Recapitalisation de la CMA CGM, au fait on en est où ?
C’est assurément le feuilleton économique de l’année. Suspens, rebondissements, rumeurs, manipulations en tout genre : la recapitalisation du 3e armateur mondial, un des premiers employeurs privés de Marseille, a essuyé plusieurs tempêtes, mais semble néanmoins se rapprocher de son port d’arrivée. Quoiqu’avec la CMA CGM, un revirement de dernière minute est toujours possible. Et comme souvent avec l’armateur du quai d’Arenc, il est toujours difficile de faire la part des choses entre la face émergée de l’iceberg – généralement les bonnes nouvelles parfaitement relayées par les communiqués officiels du groupe – et puis ce qui se passe sous la surface, souvent assez profondément et pas forcément dans des eaux bien transparentes. Marsactu vous propose donc un petit état des lieux afin d’essayer de comprendre où on en est.
Un bénéfice qui pourrait largement dépasser le milliard de dollars à la fin de l’année. Cash is back.
Du côté des bonnes nouvelles, figure l’incontestable retournement financier du groupe. Au bord de la faillite à la fin de l’année dernière, ces résultats devraient cette année atteindre des sommets. La direction de la CMA a annoncé début septembre que son résultat net était de 864 millions de dollars au premier semestre et que « la tendance de la fin de l’année s’annonce positive ». Un retournement spectaculaire porté principalement par le retour à une très forte croissante des marchés chinois et asiatiques, et également une très bonne renégociation dans le prix d’achat des navires en commandes, notamment avec les chantiers coréens.
Un nouvel actionnaire turc sur le point d’injecter 500 millions de dollars de cash.
Après Louis-Dreyfus, Bolloré, Appolo Capital, Walter Butler, Albert Frère…. c’est le groupe turc Yildirim qui tiendrait la corde pour rentrer au capital de la CMA à hauteur de 20%, en apportant 500 millions de dollars. Ce qui valoriserait le groupe à 2,5 milliards de dollars, pas si mal pour une société si mal en point l’an dernier, et potentiellement une très bonne affaire pour Yildirim si les résultats continuent sur la lancée de 2010.

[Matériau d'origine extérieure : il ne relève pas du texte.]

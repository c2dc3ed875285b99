//! Infrastructure layer implementations.

pub mod database;
pub mod memory;

pub use database::{PostgresClient, PostgresConfig};
pub use memory::InMemoryClient;
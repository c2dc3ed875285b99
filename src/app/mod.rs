//! Application layer containing business logic and shared state.

pub mod pipelines;
pub mod service;
pub mod state;

pub use service::{LedgerAccountService, LedgerTransactionService};
pub use state::AppState;
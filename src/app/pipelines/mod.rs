//! Request evaluation pipelines.
//!
//! Each pipeline runs validation, then lookup, then mutation, recording a
//! decision step at every stage transition, and always resolves to an
//! [`Outcome`](crate::domain::Outcome). Only collaborator failures escape as
//! `AppError`.

pub mod creation;
pub mod deposit;
pub mod lookup;
pub mod transfer;
pub mod withdrawal;

pub use creation::{CreationStep, evaluate_account_creation};
pub use deposit::{DepositStep, evaluate_deposit};
pub use lookup::{LookupStep, evaluate_account_lookup};
pub use transfer::{TransferStep, evaluate_transfer};
pub use withdrawal::{WithdrawalStep, evaluate_withdrawal};

use crate::domain::OutcomeBuilder;

/// Trim `value`, recording `step` only if trimming changed it
pub(crate) fn sanitize_and_record<T, S>(
    value: &str,
    step: S,
    builder: &mut OutcomeBuilder<T, S>,
) -> String {
    let sanitized = value.trim();
    if sanitized != value {
        builder.record(step);
    }
    sanitized.to_string()
}
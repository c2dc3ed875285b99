//! Banking HTTP API.
//!
//! Every operation runs as a linear pipeline that records the steps it takes
//! and ends in a single classified outcome, which the API layer translates
//! into an HTTP response.

pub mod api;
pub mod app;
pub mod domain;
pub mod infra;

#[cfg(any(test, feature = "test-utils"))]
pub mod test_utils;
//! Shared utilities and common types for Jarvi server crates
//!
//! This crate provides functionality used across all workspace members:
//! - Configuration types and the layered loader
//! - Validation helpers

pub mod config;
pub mod utils;

// Re-export commonly used items at crate root
pub use config::{AppConfig, ConfigError, Environment, LogFormat, LoggingConfig, OtpConfig, TokenPolicy};
pub use utils::validation;
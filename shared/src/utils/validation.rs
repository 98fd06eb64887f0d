//! Common validation utilities

use serde::Serialize;
use std::fmt;

/// Validation error with field-level details
#[derive(Debug, Clone, PartialEq, Eq, Serialize)]
pub struct ValidationError {
    pub field: String,
    pub message: String,
    pub code: String,
}

impl ValidationError {
    pub fn new(field: impl Into<String>, message: impl Into<String>, code: impl Into<String>) -> Self {
        Self {
            field: field.into(),
            message: message.into(),
            code: code.into(),
        }
    }
}

impl fmt::Display for ValidationError {
    fn fmt(&self, f: &mut fmt::Formatter<'_>) -> fmt::Result {
        write!(f, "{}: {}", self.field, self.message)
    }
}

/// Collection of validation errors
#[derive(Debug, Default)]
pub struct ValidationErrors {
    errors: Vec<ValidationError>,
}

impl ValidationErrors {
    pub fn new() -> Self {
        Self::default()
    }

    pub fn add(&mut self, error: ValidationError) {
        self.errors.push(error);
    }

    pub fn add_error(&mut self, field: impl Into<String>, message: impl Into<String>, code: impl Into<String>) {
        self.add(ValidationError::new(field, message, code));
    }

    pub fn has_errors(&self) -> bool {
        !self.errors.is_empty()
    }

    /// Joins every error into one line, in insertion order
    pub fn summary(&self) -> String {
        self.errors
            .iter()
            .map(ToString::to_string)
            .collect::<Vec<_>>()
            .join("; ")
    }
}

/// Common validation functions
pub mod validators {
    /// Check if a string is not empty
    pub fn not_empty(value: &str) -> bool {
        !value.trim().is_empty()
    }

    /// Check if a string's byte length is within bounds (inclusive)
    pub fn length_between(value: &str, min: usize, max: usize) -> bool {
        let len = value.len();
        len >= min && len <= max
    }

    /// Check that a string is exactly `len` ASCII decimal digits.
    ///
    /// Unicode digits, signs and surrounding whitespace are all rejected.
    pub fn is_ascii_digits(value: &str, len: usize) -> bool {
        value.len() == len && value.bytes().all(|b| b.is_ascii_digit())
    }
}
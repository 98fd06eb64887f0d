//! SHA-256 backed passcode codec

use sha2::{Digest, Sha256};

use crate::domain::entities::{Code, Token};

use super::traits::CodeDerivation;

/// Bytes of the digest read as the code seed (8 hex characters)
const SEED_BYTES: usize = 4;

/// Derives six-digit codes from tokens with SHA-256.
///
/// The first 32 bits of the digest, read big-endian, are reduced modulo
/// one million. Reading the first four digest bytes big-endian is the same
/// as parsing the first eight characters of the lowercase hex digest.
#[derive(Debug, Clone, Copy, Default)]
pub struct OtpCodec;

impl OtpCodec {
    pub const fn new() -> Self {
        Self
    }

    fn seed(token: &Token) -> u32 {
        let digest = Sha256::digest(token.as_bytes());
        let mut seed = [0u8; SEED_BYTES];
        seed.copy_from_slice(&digest[..SEED_BYTES]);
        u32::from_be_bytes(seed)
    }
}

impl CodeDerivation for OtpCodec {
    fn derive(&self, token: &Token) -> Code {
        Code::from_value(Self::seed(token))
    }
}

/// Derive the six-digit code for a token string.
///
/// ```
/// assert_eq!(jarvi_core::derive("abc"), "432319");
/// ```
pub fn derive(token: &str) -> String {
    OtpCodec.derive(&Token::from(token)).into_inner()
}

/// Check a candidate code against a token string.
///
/// ```
/// assert!(jarvi_core::verify("abc", "432319"));
/// assert!(!jarvi_core::verify("abc", "43231"));
/// ```
pub fn verify(token: &str, candidate: &str) -> bool {
    OtpCodec.verify(&Token::from(token), candidate)
}
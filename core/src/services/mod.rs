//! Business services containing domain logic and use cases.

pub mod otp;

// Re-export commonly used types
pub use otp::{derive, verify, CodeDerivation, OtpCodec, OtpService};
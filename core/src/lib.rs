//! # Jarvi Core
//!
//! Core domain layer for the Jarvi backend. It derives deterministic
//! six-digit one-time passcodes from opaque tokens and verifies submitted
//! codes by re-deriving them, so the code itself is never stored.

pub mod domain;
pub mod errors;
pub mod services;

// Re-export commonly used types for convenience
pub use domain::*;
pub use errors::*;
pub use services::*;
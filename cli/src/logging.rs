//! Tracing subscriber setup

use anyhow::{anyhow, Context};
use jarvi_shared::{LogFormat, LoggingConfig};
use tracing_subscriber::EnvFilter;

/// Install the global subscriber. `RUST_LOG` wins over the configured level.
///
/// Logs go to stderr so stdout carries only command output.
pub fn init(config: &LoggingConfig) -> anyhow::Result<()> {
    let filter = EnvFilter::try_from_default_env()
        .or_else(|_| EnvFilter::try_new(&config.level))
        .with_context(|| format!("invalid log filter {:?}", config.level))?;

    let builder = tracing_subscriber::fmt()
        .with_env_filter(filter)
        .with_writer(std::io::stderr)
        .with_file(config.source_location)
        .with_line_number(config.source_location);

    match config.format {
        LogFormat::Json => builder.json().try_init(),
        LogFormat::Pretty => builder.pretty().try_init(),
        LogFormat::Compact => builder.compact().try_init(),
    }
    .map_err(|e| anyhow!("failed to install tracing subscriber: {}", e))
}
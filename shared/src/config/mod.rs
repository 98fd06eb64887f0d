//! Configuration module with business-specific sub-modules
//!
//! - `environment` - Environment detection and logging configuration
//! - `otp` - One-time passcode token policy
//!
//! [`AppConfig::load_for`] layers, from lowest to highest precedence:
//! per-environment defaults, `config.<env>.toml` (optional), and
//! `JARVI__*` environment variables (`__` separates nested keys, e.g.
//! `JARVI__OTP__TOKEN__MIN_LENGTH=32`).

pub mod environment;
pub mod otp;

use std::path::Path;

use ::config::{Config, Environment as EnvSource, File, FileFormat};
use serde::{Deserialize, Serialize};
use thiserror::Error;

use crate::validation::ValidationErrors;

pub use environment::{Environment, LogFormat, LoggingConfig};
pub use otp::{OtpConfig, TokenPolicy};

/// Prefix for environment variable overrides
pub const ENV_PREFIX: &str = "JARVI";

/// Configuration loading errors
#[derive(Error, Debug)]
pub enum ConfigError {
    #[error("Failed to load configuration: {0}")]
    Load(#[from] ::config::ConfigError),

    #[error("Invalid configuration: {message}")]
    Invalid { message: String },
}

/// Complete application configuration combining all sub-configurations
#[derive(Debug, Clone, PartialEq, Eq, Deserialize, Serialize)]
pub struct AppConfig {
    /// Environment configuration
    pub environment: Environment,

    /// Logging configuration
    #[serde(default)]
    pub logging: LoggingConfig,

    /// OTP configuration
    #[serde(default)]
    pub otp: OtpConfig,
}

impl Default for AppConfig {
    fn default() -> Self {
        Self::for_environment(Environment::default())
    }
}

impl AppConfig {
    /// Built-in defaults for an environment
    pub fn for_environment(environment: Environment) -> Self {
        Self {
            environment,
            logging: LoggingConfig::for_environment(environment),
            otp: OtpConfig::for_environment(environment),
        }
    }

    /// Load configuration from the working directory.
    pub fn load() -> Result<Self, ConfigError> {
        Self::load_from(".")
    }

    /// Load configuration from the files in `dir`.
    ///
    /// `.env` and `.env.<env>` are read first when present so they can
    /// select the environment and supply `JARVI__*` overrides. Variables
    /// already set in the process are never replaced.
    pub fn load_from(dir: impl AsRef<Path>) -> Result<Self, ConfigError> {
        let dir = dir.as_ref();

        dotenvy::from_path(dir.join(".env")).ok();
        let environment = Environment::from_env();
        dotenvy::from_path(dir.join(environment.env_file())).ok();

        Self::load_for(environment, dir.join(environment.config_file()))
    }

    /// Load configuration for an explicit environment and config file path
    pub fn load_for(environment: Environment, config_file: impl AsRef<Path>) -> Result<Self, ConfigError> {
        let defaults = Self::for_environment(environment);

        let settings = Config::builder()
            .add_source(Config::try_from(&defaults)?)
            .add_source(
                File::from(config_file.as_ref())
                    .format(FileFormat::Toml)
                    .required(false),
            )
            .add_source(EnvSource::with_prefix(ENV_PREFIX).separator("__"))
            .build()?;

        let config: Self = settings.try_deserialize()?;
        config.validate()?;
        Ok(config)
    }

    /// Check cross-field constraints that serde cannot express
    pub fn validate(&self) -> Result<(), ConfigError> {
        let mut errors = ValidationErrors::new();
        let policy = &self.otp.token;

        if policy.min_length == 0 && self.environment.is_production() {
            errors.add_error(
                "otp.token.min_length",
                "must be at least 1 in production",
                "OUT_OF_RANGE",
            );
        }
        if policy.min_length > policy.max_length {
            errors.add_error(
                "otp.token.min_length",
                format!(
                    "must not exceed max_length ({} > {})",
                    policy.min_length, policy.max_length
                ),
                "OUT_OF_RANGE",
            );
        }
        if self.logging.level.trim().is_empty() {
            errors.add_error("logging.level", "must not be empty", "REQUIRED");
        }

        if errors.has_errors() {
            return Err(ConfigError::Invalid {
                message: errors.summary(),
            });
        }
        Ok(())
    }
}
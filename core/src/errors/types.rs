//! Error types for one-time passcode operations

use thiserror::Error;

/// Errors raised at the OTP boundary.
///
/// Derivation and verification never fail. These variants come from
/// parsing raw input into a [`Token`](crate::Token) or [`Code`](crate::Code),
/// or from a rejected submission.
#[derive(Error, Debug, Clone, PartialEq, Eq)]
pub enum OtpError {
    #[error("Token must not be empty")]
    EmptyToken,

    #[error("Token too short (min: {min}, actual: {actual})")]
    TokenTooShort { min: usize, actual: usize },

    #[error("Token too long (max: {max}, actual: {actual})")]
    TokenTooLong { max: usize, actual: usize },

    #[error("Code must be exactly 6 decimal digits")]
    InvalidCodeFormat,

    /// Deliberately shared by every rejected submission.
    #[error("Invalid or expired code")]
    InvalidOrExpiredCode,
}

impl OtpError {
    /// Stable code for programmatic handling by callers
    pub fn error_code(&self) -> &'static str {
        match self {
            OtpError::EmptyToken | OtpError::TokenTooShort { .. } | OtpError::TokenTooLong { .. } => {
                "INVALID_TOKEN"
            }
            OtpError::InvalidCodeFormat | OtpError::InvalidOrExpiredCode => "INVALID_CODE",
        }
    }

    /// Whether the error concerns the token rather than the submitted code
    pub fn is_token_error(&self) -> bool {
        self.error_code() == "INVALID_TOKEN"
    }
}
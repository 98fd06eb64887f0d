//! One-time passcode value object.

use std::fmt;
use std::str::FromStr;

use jarvi_shared::validation::validators;
use serde::{Deserialize, Serialize};

use crate::errors::OtpError;

/// Number of decimal digits in a code
pub const CODE_LENGTH: usize = 6;

/// Size of the code space (`10^CODE_LENGTH`)
pub const CODE_MODULUS: u32 = 1_000_000;

/// A six-digit decimal passcode, `000000` through `999999`.
///
/// Held as a string so leading zeros survive. A `Code` is only ever the
/// return value of a derivation or the result of parsing a candidate; it
/// is never persisted.
#[derive(Debug, Clone, PartialEq, Eq, Hash, Serialize, Deserialize)]
#[serde(try_from = "String", into = "String")]
pub struct Code(String);

impl Code {
    /// Parses a candidate that must be exactly six ASCII digits.
    ///
    /// No trimming is applied: `" 12345"` and `"123456\n"` are rejected.
    pub fn parse(candidate: &str) -> Result<Self, OtpError> {
        if validators::is_ascii_digits(candidate, CODE_LENGTH) {
            Ok(Self(candidate.to_string()))
        } else {
            Err(OtpError::InvalidCodeFormat)
        }
    }

    /// Renders `value mod 1_000_000`, left-padded with zeros.
    pub fn from_value(value: u32) -> Self {
        Self(format!("{:0width$}", value % CODE_MODULUS, width = CODE_LENGTH))
    }

    /// Numeric value of the code
    pub fn value(&self) -> u32 {
        self.0
            .bytes()
            .fold(0, |acc, digit| acc * 10 + u32::from(digit - b'0'))
    }

    pub fn as_str(&self) -> &str {
        &self.0
    }

    pub fn into_inner(self) -> String {
        self.0
    }
}

impl fmt::Display for Code {
    fn fmt(&self, f: &mut fmt::Formatter<'_>) -> fmt::Result {
        f.write_str(&self.0)
    }
}

impl FromStr for Code {
    type Err = OtpError;

    fn from_str(s: &str) -> Result<Self, Self::Err> {
        Self::parse(s)
    }
}

impl TryFrom<String> for Code {
    type Error = OtpError;

    fn try_from(value: String) -> Result<Self, Self::Error> {
        if validators::is_ascii_digits(&value, CODE_LENGTH) {
            Ok(Self(value))
        } else {
            Err(OtpError::InvalidCodeFormat)
        }
    }
}

impl From<Code> for String {
    fn from(code: Code) -> Self {
        code.0
    }
}

impl AsRef<str> for Code {
    fn as_ref(&self) -> &str {
        &self.0
    }
}
//! Tests for the OTP codec and service

mod service_tests;
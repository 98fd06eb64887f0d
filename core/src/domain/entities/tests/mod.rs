//! Tests for domain entities
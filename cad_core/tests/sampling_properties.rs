//! Property-based tests for sampling and triangle geometry.

use cad_core::{closest_point_on_triangle, farthest_point_sample, Point3, Triangle};
use proptest::prelude::*;

fn point_strategy() -> impl Strategy<Value = Point3> {
    (-1.0f32..1.0, -1.0f32..1.0, -1.0f32..1.0).prop_map(Point3::from)
}

/// Dedup by bit pattern so farthest-point sampling sees distinct points.
fn distinct(points: Vec<Point3>) -> Vec<Point3> {
    let mut out: Vec<Point3> = Vec::with_capacity(points.len());
    for p in points {
        if !out.iter().any(|q| q.as_array() == p.as_array()) {
            out.push(p);
        }
    }
    out
}

proptest! {
    #![proptest_config(ProptestConfig::with_cases(64))]

    /// Selected indices are unique, in range, and start at 0.
    #[test]
    fn fps_indices_unique(points in prop::collection::vec(point_strategy(), 1..200), frac in 0.0f32..=1.0) {
        let points = distinct(points);
        let k = ((points.len() as f32 * frac) as usize).clamp(1, points.len());
        let picked = farthest_point_sample(&points, k).unwrap();

        prop_assert_eq!(picked.len(), k);
        prop_assert_eq!(picked[0], 0);
        let mut sorted = picked.clone();
        sorted.sort_unstable();
        sorted.dedup();
        prop_assert_eq!(sorted.len(), k);
        prop_assert!(picked.iter().all(|&i| i < points.len()));
    }

    /// Sampling is deterministic.
    #[test]
    fn fps_deterministic(points in prop::collection::vec(point_strategy(), 1..100)) {
        let k = points.len().min(16);
        let a = farthest_point_sample(&points, k).unwrap();
        let b = farthest_point_sample(&points, k).unwrap();
        prop_assert_eq!(a, b);
    }

    /// The closest point is never farther than any corner.
    #[test]
    fn closest_point_beats_corners(p in point_strategy(), a in point_strategy(), b in point_strategy(), c in point_strategy()) {
        let (closest, _) = closest_point_on_triangle(p, a, b, c);
        let d = p.distance_squared(closest);
        for corner in [a, b, c] {
            prop_assert!(d <= p.distance_squared(corner) + 1e-4);
        }
    }

    /// Uniform triangle samples stay inside the triangle's bounding box.
    #[test]
    fn triangle_samples_in_bounds(a in point_strategy(), b in point_strategy(), c in point_strategy(), u in 0.0f32..1.0, v in 0.0f32..1.0) {
        let tri = Triangle::new(a, b, c);
        let p = tri.point_at(u, v);
        let lo = a.min(b).min(c);
        let hi = a.max(b).max(c);
        prop_assert!(p.x >= lo.x - 1e-5 && p.x <= hi.x + 1e-5);
        prop_assert!(p.y >= lo.y - 1e-5 && p.y <= hi.y + 1e-5);
        prop_assert!(p.z >= lo.z - 1e-5 && p.z <= hi.z + 1e-5);
    }
}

Pas la peine de « googliser » ce groupe turc, qui fait plutôt dans la discrétion, à l’image du milieu des armateurs. C’est la lettre d’information financière Wansquare, qui nous apprend que Yildirim Group est » un conglomérat présent dans le négoce de charbon, d’acier, l’engrais, la gestion de ports et le shipping », et qui ajoute que la CMA et Yldirim Group se connaissent bien : » les 2 groupes sont en relation depuis plusieurs années ». Un accord pourrait être signé dans les prochains jours.
L’Etat français via le FSI pourrait lui aussi entrer au capital de l’armateur marseillais
« Nous avons été officiellement saisis il y a plusieurs jours du dossier par la famille Saadé pour un possible co-investissement avec l’investisseur Yildirim » vient de déclarer récemment à Reuters un porte-parole du FSI, le Fonds Stratégique d’Investissements, bras armé de la France dans la prise de participation dans des entreprises jugées « stratégiques ». « Nous y travaillons et reviendrons vers CMA CGM rapidement, dans les prochaines semaines » a ajouté le porte parole, toujours à l’agence de presse Reuters. L’investissement du FSI pourrait être de l’ordre de 200 millions de dollars.
Cet apport d’argent frais, privé et public, ajouté aux nouveaux et substanciels cash-flow tirés de son activité, devrait permettre à Jacques Saadé de faire baisser sa méga dette (estimée à 5 milliards de dollars), de calmer ses banquiers et de payer sans difficultés ses commandes de bateaux en cours. Tout en restant seul maître à bord, avec une large majorité du capital. Bien joué.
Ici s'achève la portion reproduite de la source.